You can use the reshape function to transform your data frame to "long" format. May be it is a bit faster than your code ?
R> reshape(d, direction="long",varying=list(c("k1","k2")),v.names="k",times=c("k1","k2"))
iter time k id
1.k1 1 k1 0.2 1
2.k1 2 k1 0.6 2
1.k2 1 k2 0.3 1
2.k2 2 k2 0.4 2
So just to add to the previous answers. With qplot you could do
p <- qplot(y=d$k2, x=d$k1)
and then from there building it further, e.g. with
p + theme_bw()
But I agree - melt/cast is genereally the way forward.

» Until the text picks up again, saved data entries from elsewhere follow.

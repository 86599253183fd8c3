//! Custom error

use std::fmt::Display;

/// Errors produced by encoding or decoding an AMQP 1.0 value.
#[derive(Debug, thiserror::Error)]
pub enum Error {
    /// Custom error with message
    #[error("{0}")]
    Message(String),

    /// IO error
    #[error("IO {0}")]
    Io(#[from] std::io::Error),

    /// Invalid format code
    #[error("invalid format code 0x{0:02x}")]
    InvalidFormatCode(u8),

    /// A format code was recognized but is not legal in the current context
    #[error("unexpected format code 0x{code:02x} while decoding {context}")]
    UnexpectedCode {
        /// what the decoder was trying to read
        context: &'static str,
        /// the offending byte
        code: u8,
    },

    /// A length prefix exceeds the bytes remaining in the reader
    #[error("invalid length")]
    InvalidLength,

    /// A bounded reader was asked to read past its declared limit
    #[error("bounded reader limit reached")]
    LimitReached,

    /// A payload or element count is too large for any wire encoding
    #[error("value too long to encode")]
    TooLong,

    /// Found invalid UTF-8 where a string was expected
    #[error("invalid UTF-8 encoding")]
    InvalidUtf8Encoding,

    /// Found a non-ASCII byte where a symbol was expected
    #[error("invalid symbol encoding, symbols must be ASCII")]
    InvalidSymbolEncoding,

    /// A described composite did not start with the expected descriptor
    #[error("descriptor mismatch: expected {expected}, found {found}")]
    DescriptorMismatch {
        /// the descriptor the caller's schema expects
        expected: String,
        /// the descriptor actually found on the wire
        found: String,
    },

    /// A composite carried more fields than the schema declares
    #[error("composite carries {found} fields, schema only declares {declared}")]
    TooManyFields {
        /// number of fields declared on the wire
        found: usize,
        /// number of fields the schema knows about
        declared: usize,
    },

    /// A required composite field was missing or null
    #[error("{0} is required")]
    RequiredFieldMissing(&'static str),

    /// The decoder or encoder has no implementation for the requested type
    #[error("not implemented: {0}")]
    NotImplemented(&'static str),

    /// Failed to unmarshal a particular positional field of a composite
    #[error("unmarshaling field {index}: {source}")]
    Field {
        /// zero-based field index
        index: usize,
        /// underlying error
        #[source]
        source: Box<Error>,
    },

    /// The destination type passed to `unmarshal`/`marshal` has no matching codec branch
    #[error("unable to {0} into/from the given destination type")]
    UnsupportedSink(&'static str),
}

impl Error {
    pub(crate) fn custom<T: Display>(msg: T) -> Self {
        Self::Message(msg.to_string())
    }

    /// Wrap `self` as having occurred while unmarshaling field `index` of a composite.
    pub fn with_field_index(self, index: usize) -> Self {
        match self {
            // Avoid doubly wrapping: keep the innermost field index, which is the
            // one that actually identifies the offending byte range.
            Error::Field { .. } => self,
            other => Error::Field {
                index,
                source: Box::new(other),
            },
        }
    }
}

impl From<std::string::FromUtf8Error> for Error {
    fn from(_: std::string::FromUtf8Error) -> Self {
        Error::InvalidUtf8Encoding
    }
}

impl From<std::str::Utf8Error> for Error {
    fn from(_: std::str::Utf8Error) -> Self {
        Error::InvalidUtf8Encoding
    }
}

/// Convenience alias used throughout this crate.
pub type Result<T> = std::result::Result<T, Error>;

Just pass NULL as the data frame, and define the necessary aesthetics using the data vectors. Quick example:
library(MASS)
library(tidyverse)
library(ranger)
rf <- ranger(medv ~ ., data = Boston, importance = "impurity")
rf$variable.importance
ggplot(NULL, aes(x = fct_reorder(names(rf$variable.importance), rf$variable.importance),
y = rf$variable.importance)) +
geom_col(fill = "navy blue", alpha = 0.7) +
coord_flip() +
labs(x = "Predictor", y = "Importance", title = "Random Forest") +
theme_bw()